*Stored items:*
- Opening Delimiter -

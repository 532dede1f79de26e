//! Graph change events
//!
//! The manager reports every mutation as a `GraphEvent`. Consumers either
//! subscribe to one payload type with [`EventBus::on`], to a kind with
//! [`EventBus::on_kind`], or attach an [`EventSink`] that forwards every
//! event (e.g. over a channel to a UI thread).
//!
//! Delivery is synchronous and in subscription order. A listener that
//! returns an error or panics is logged and skipped; later listeners still
//! run and the mutation that emitted the event is unaffected.

use std::any::Any;
use std::fmt;
use std::panic::{catch_unwind, AssertUnwindSafe};
use std::sync::{Arc, Mutex};

use serde::{Deserialize, Serialize};

use crate::types::{Connection, ConnectionId, NodeId, NodeInstance, Position};

/// Trait for forwarding graph events
///
/// This abstracts over the transport mechanism (channel, IPC bridge, etc.)
/// so the manager can be embedded in different hosts.
pub trait EventSink: Send + Sync {
    /// Send an event
    ///
    /// Returns an error if the event could not be delivered (e.g., channel closed)
    fn send(&self, event: GraphEvent) -> Result<(), EventError>;
}

/// Error raised by a listener or sink
#[derive(Debug, Clone)]
pub struct EventError {
    pub message: String,
}

impl fmt::Display for EventError {
    fn fmt(&self, f: &mut fmt::Formatter<'_>) -> fmt::Result {
        write!(f, "Event error: {}", self.message)
    }
}

impl std::error::Error for EventError {}

impl EventError {
    pub fn new(message: impl Into<String>) -> Self {
        Self {
            message: message.into(),
        }
    }

    pub fn channel_closed() -> Self {
        Self::new("Channel closed")
    }
}

/// The eight kinds of graph event
#[derive(Debug, Clone, Copy, PartialEq, Eq, Hash, Serialize, Deserialize)]
#[serde(rename_all = "kebab-case")]
pub enum GraphEventKind {
    NodeAdded,
    NodeRemoved,
    NodeUpdated,
    NodeMoved,
    ConnectionAdded,
    ConnectionRemoved,
    GraphCleared,
    GraphLoaded,
}

impl GraphEventKind {
    pub const ALL: [GraphEventKind; 8] = [
        Self::NodeAdded,
        Self::NodeRemoved,
        Self::NodeUpdated,
        Self::NodeMoved,
        Self::ConnectionAdded,
        Self::ConnectionRemoved,
        Self::GraphCleared,
        Self::GraphLoaded,
    ];

    /// Wire name of the kind (e.g. `node-added`)
    pub fn as_str(&self) -> &'static str {
        match self {
            Self::NodeAdded => "node-added",
            Self::NodeRemoved => "node-removed",
            Self::NodeUpdated => "node-updated",
            Self::NodeMoved => "node-moved",
            Self::ConnectionAdded => "connection-added",
            Self::ConnectionRemoved => "connection-removed",
            Self::GraphCleared => "graph-cleared",
            Self::GraphLoaded => "graph-loaded",
        }
    }
}

impl fmt::Display for GraphEventKind {
    fn fmt(&self, f: &mut fmt::Formatter<'_>) -> fmt::Result {
        f.write_str(self.as_str())
    }
}

/// A node was added
#[derive(Debug, Clone, PartialEq, Serialize, Deserialize)]
#[serde(rename_all = "camelCase")]
pub struct NodeAdded {
    pub node: NodeInstance,
}

/// A node was removed, along with its connections
#[derive(Debug, Clone, PartialEq, Serialize, Deserialize)]
#[serde(rename_all = "camelCase")]
pub struct NodeRemoved {
    pub node_id: NodeId,
    pub removed_connections: Vec<ConnectionId>,
}

/// One data key of a node changed
#[derive(Debug, Clone, PartialEq, Serialize, Deserialize)]
#[serde(rename_all = "camelCase")]
pub struct NodeUpdated {
    pub node_id: NodeId,
    pub key: String,
    pub value: serde_json::Value,
    #[serde(default, skip_serializing_if = "Option::is_none")]
    pub previous: Option<serde_json::Value>,
}

/// A node was moved on the canvas
#[derive(Debug, Clone, PartialEq, Serialize, Deserialize)]
#[serde(rename_all = "camelCase")]
pub struct NodeMoved {
    pub node_id: NodeId,
    pub position: Position,
}

/// A connection was added
#[derive(Debug, Clone, PartialEq, Serialize, Deserialize)]
#[serde(rename_all = "camelCase")]
pub struct ConnectionAdded {
    pub connection: Connection,
}

/// Why a connection went away
#[derive(Debug, Clone, Copy, PartialEq, Eq, Serialize, Deserialize)]
#[serde(rename_all = "camelCase")]
pub enum RemovalReason {
    /// Removed on request
    Explicit,
    /// Displaced by a new connection into a single-connection input
    Replaced,
}

/// A connection was removed
#[derive(Debug, Clone, PartialEq, Serialize, Deserialize)]
#[serde(rename_all = "camelCase")]
pub struct ConnectionRemoved {
    pub connection_id: ConnectionId,
    pub reason: RemovalReason,
}

/// The graph was emptied
#[derive(Debug, Clone, Default, PartialEq, Serialize, Deserialize)]
pub struct GraphCleared {}

/// A graph was loaded from a guide document
#[derive(Debug, Clone, PartialEq, Serialize, Deserialize)]
#[serde(rename_all = "camelCase")]
pub struct GraphLoaded {
    pub module: String,
    pub node_count: usize,
    pub connection_count: usize,
}

/// Events emitted by the graph manager
#[derive(Debug, Clone, PartialEq, Serialize, Deserialize)]
#[serde(tag = "type", rename_all = "kebab-case")]
pub enum GraphEvent {
    NodeAdded(NodeAdded),
    NodeRemoved(NodeRemoved),
    NodeUpdated(NodeUpdated),
    NodeMoved(NodeMoved),
    ConnectionAdded(ConnectionAdded),
    ConnectionRemoved(ConnectionRemoved),
    GraphCleared(GraphCleared),
    GraphLoaded(GraphLoaded),
}

impl GraphEvent {
    pub fn kind(&self) -> GraphEventKind {
        match self {
            Self::NodeAdded(_) => GraphEventKind::NodeAdded,
            Self::NodeRemoved(_) => GraphEventKind::NodeRemoved,
            Self::NodeUpdated(_) => GraphEventKind::NodeUpdated,
            Self::NodeMoved(_) => GraphEventKind::NodeMoved,
            Self::ConnectionAdded(_) => GraphEventKind::ConnectionAdded,
            Self::ConnectionRemoved(_) => GraphEventKind::ConnectionRemoved,
            Self::GraphCleared(_) => GraphEventKind::GraphCleared,
            Self::GraphLoaded(_) => GraphEventKind::GraphLoaded,
        }
    }
}

/// Payload type of one event kind
pub trait EventPayload: Clone + Send + 'static {
    const KIND: GraphEventKind;

    /// Borrow the payload if the event is of this kind
    fn from_event(event: &GraphEvent) -> Option<&Self>;

    fn into_event(self) -> GraphEvent;
}

macro_rules! event_payload {
    ($($payload:ident),* $(,)?) => {
        $(
            impl EventPayload for $payload {
                const KIND: GraphEventKind = GraphEventKind::$payload;

                fn from_event(event: &GraphEvent) -> Option<&Self> {
                    match event {
                        GraphEvent::$payload(payload) => Some(payload),
                        _ => None,
                    }
                }

                fn into_event(self) -> GraphEvent {
                    GraphEvent::$payload(self)
                }
            }

            impl From<$payload> for GraphEvent {
                fn from(payload: $payload) -> Self {
                    payload.into_event()
                }
            }
        )*
    };
}

event_payload!(
    NodeAdded,
    NodeRemoved,
    NodeUpdated,
    NodeMoved,
    ConnectionAdded,
    ConnectionRemoved,
    GraphCleared,
    GraphLoaded,
);

/// Handle returned by a subscription, used to unsubscribe
#[derive(Debug, Clone, Copy, PartialEq, Eq, Hash)]
pub struct ListenerId(u64);

type Listener = Box<dyn FnMut(&GraphEvent) -> Result<(), EventError> + Send>;

struct Subscription {
    id: ListenerId,
    /// `None` receives every kind
    kind: Option<GraphEventKind>,
    listener: Listener,
}

/// Synchronous event dispatcher
#[derive(Default)]
pub struct EventBus {
    subscriptions: Vec<Subscription>,
    next_id: u64,
}

impl EventBus {
    pub fn new() -> Self {
        Self::default()
    }

    /// Subscribe to one payload type
    pub fn on<P, F>(&mut self, mut listener: F) -> ListenerId
    where
        P: EventPayload,
        F: FnMut(&P) -> Result<(), EventError> + Send + 'static,
    {
        self.subscribe(
            Some(P::KIND),
            Box::new(move |event| match P::from_event(event) {
                Some(payload) => listener(payload),
                None => Ok(()),
            }),
        )
    }

    /// Subscribe to one kind with the whole event
    pub fn on_kind<F>(&mut self, kind: GraphEventKind, listener: F) -> ListenerId
    where
        F: FnMut(&GraphEvent) -> Result<(), EventError> + Send + 'static,
    {
        self.subscribe(Some(kind), Box::new(listener))
    }

    /// Subscribe to every kind
    pub fn on_any<F>(&mut self, listener: F) -> ListenerId
    where
        F: FnMut(&GraphEvent) -> Result<(), EventError> + Send + 'static,
    {
        self.subscribe(None, Box::new(listener))
    }

    /// Forward every event to a sink
    pub fn attach_sink(&mut self, sink: Arc<dyn EventSink>) -> ListenerId {
        self.on_any(move |event| sink.send(event.clone()))
    }

    fn subscribe(&mut self, kind: Option<GraphEventKind>, listener: Listener) -> ListenerId {
        self.next_id += 1;
        let id = ListenerId(self.next_id);
        self.subscriptions.push(Subscription { id, kind, listener });
        id
    }

    /// Remove a subscription
    pub fn off(&mut self, id: ListenerId) -> bool {
        let before = self.subscriptions.len();
        self.subscriptions.retain(|s| s.id != id);
        self.subscriptions.len() != before
    }

    /// Deliver an event to every matching listener
    pub fn emit(&mut self, event: &GraphEvent) {
        let kind = event.kind();
        for subscription in &mut self.subscriptions {
            if subscription.kind.is_some_and(|k| k != kind) {
                continue;
            }
            let listener = &mut subscription.listener;
            match catch_unwind(AssertUnwindSafe(|| listener(event))) {
                Ok(Ok(())) => {}
                Ok(Err(e)) => log::error!("Listener for '{}' failed: {}", kind, e),
                Err(panic) => log::error!(
                    "Listener for '{}' panicked: {}",
                    kind,
                    panic_message(panic.as_ref())
                ),
            }
        }
    }

    pub fn listener_count(&self) -> usize {
        self.subscriptions.len()
    }

    /// Drop every subscription
    pub fn clear(&mut self) {
        self.subscriptions.clear();
    }
}

impl fmt::Debug for EventBus {
    fn fmt(&self, f: &mut fmt::Formatter<'_>) -> fmt::Result {
        f.debug_struct("EventBus")
            .field("listeners", &self.subscriptions.len())
            .finish()
    }
}

fn panic_message(panic: &(dyn Any + Send)) -> &str {
    if let Some(message) = panic.downcast_ref::<&str>() {
        *message
    } else if let Some(message) = panic.downcast_ref::<String>() {
        message.as_str()
    } else {
        "unknown panic"
    }
}

/// A no-op event sink that discards all events
pub struct NullEventSink;

impl EventSink for NullEventSink {
    fn send(&self, _event: GraphEvent) -> Result<(), EventError> {
        Ok(())
    }
}

/// A vector-based event sink that collects events
///
/// Useful for testing to verify events were emitted correctly.
pub struct VecEventSink {
    events: Mutex<Vec<GraphEvent>>,
}

impl VecEventSink {
    pub fn new() -> Self {
        Self {
            events: Mutex::new(Vec::new()),
        }
    }

    fn lock(&self) -> std::sync::MutexGuard<'_, Vec<GraphEvent>> {
        self.events.lock().unwrap_or_else(|poisoned| poisoned.into_inner())
    }

    /// Get all collected events
    pub fn events(&self) -> Vec<GraphEvent> {
        self.lock().clone()
    }

    /// Kinds of the collected events, in order
    pub fn kinds(&self) -> Vec<GraphEventKind> {
        self.lock().iter().map(GraphEvent::kind).collect()
    }

    /// Clear all collected events
    pub fn clear(&self) {
        self.lock().clear();
    }
}

impl Default for VecEventSink {
    fn default() -> Self {
        Self::new()
    }
}

impl EventSink for VecEventSink {
    fn send(&self, event: GraphEvent) -> Result<(), EventError> {
        self.lock().push(event);
        Ok(())
    }
}

#[cfg(test)]
mod tests {
    use super::*;
    use std::sync::atomic::{AtomicUsize, Ordering};

    fn moved(id: &str) -> GraphEvent {
        NodeMoved {
            node_id: id.to_string(),
            position: Position::new(1.0, 2.0),
        }
        .into()
    }

    #[test]
    fn test_event_serialization() {
        let json = serde_json::to_value(moved("a")).unwrap();
        assert_eq!(json["type"], "node-moved");
        assert_eq!(json["nodeId"], "a");

        let json = serde_json::to_value(GraphEvent::from(GraphCleared {})).unwrap();
        assert_eq!(json, serde_json::json!({ "type": "graph-cleared" }));

        let removed: GraphEvent = serde_json::from_value(serde_json::json!({
            "type": "connection-removed",
            "connectionId": "c1",
            "reason": "replaced"
        }))
        .unwrap();
        assert_eq!(removed.kind(), GraphEventKind::ConnectionRemoved);
    }

    #[test]
    fn test_kind_names() {
        for kind in GraphEventKind::ALL {
            let json = serde_json::to_value(kind).unwrap();
            assert_eq!(json, kind.as_str());
        }
    }

    #[test]
    fn test_typed_subscription() {
        let mut bus = EventBus::new();
        let seen = Arc::new(Mutex::new(Vec::new()));
        let sink = seen.clone();
        bus.on::<NodeMoved, _>(move |payload| {
            sink.lock().unwrap().push(payload.node_id.clone());
            Ok(())
        });

        bus.emit(&moved("a"));
        bus.emit(&GraphCleared {}.into());
        bus.emit(&moved("b"));
        assert_eq!(*seen.lock().unwrap(), vec!["a", "b"]);
    }

    #[test]
    fn test_failing_listeners_do_not_stop_delivery() {
        let mut bus = EventBus::new();
        let count = Arc::new(AtomicUsize::new(0));

        bus.on_any(|_| Err(EventError::new("boom")));
        bus.on_any(|_| panic!("listener bug"));
        let counter = count.clone();
        bus.on_kind(GraphEventKind::NodeMoved, move |_| {
            counter.fetch_add(1, Ordering::SeqCst);
            Ok(())
        });

        bus.emit(&moved("a"));
        bus.emit(&moved("b"));
        assert_eq!(count.load(Ordering::SeqCst), 2);
    }

    #[test]
    fn test_off_and_sinks() {
        let mut bus = EventBus::new();
        let sink = Arc::new(VecEventSink::new());
        let id = bus.attach_sink(sink.clone());
        assert_eq!(bus.listener_count(), 1);

        bus.emit(&moved("a"));
        assert!(bus.off(id));
        assert!(!bus.off(id));
        bus.emit(&moved("b"));

        assert_eq!(sink.kinds(), vec![GraphEventKind::NodeMoved]);
        sink.clear();
        assert!(sink.events().is_empty());

        bus.attach_sink(Arc::new(NullEventSink));
        bus.emit(&moved("c"));
    }
}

- Closing Delimiter -

*Work to complete:* Repeat the entries verbatim through the line with "event is unaffected.".

*Solution to the problem:*
repository 532dede1f79de26e
//! Graph change events
//!
//! The manager reports every mutation as a `GraphEvent`. Consumers either
//! subscribe to one payload type with [`EventBus::on`], to a kind with
//! [`EventBus::on_kind`], or attach an [`EventSink`] that forwards every
//! event (e.g. over a channel to a UI thread).
//!
//! Delivery is synchronous and in subscription order. A listener that
//! returns an error or panics is logged and skipped; later listeners still
//! run and the mutation that emitted the event is unaffected.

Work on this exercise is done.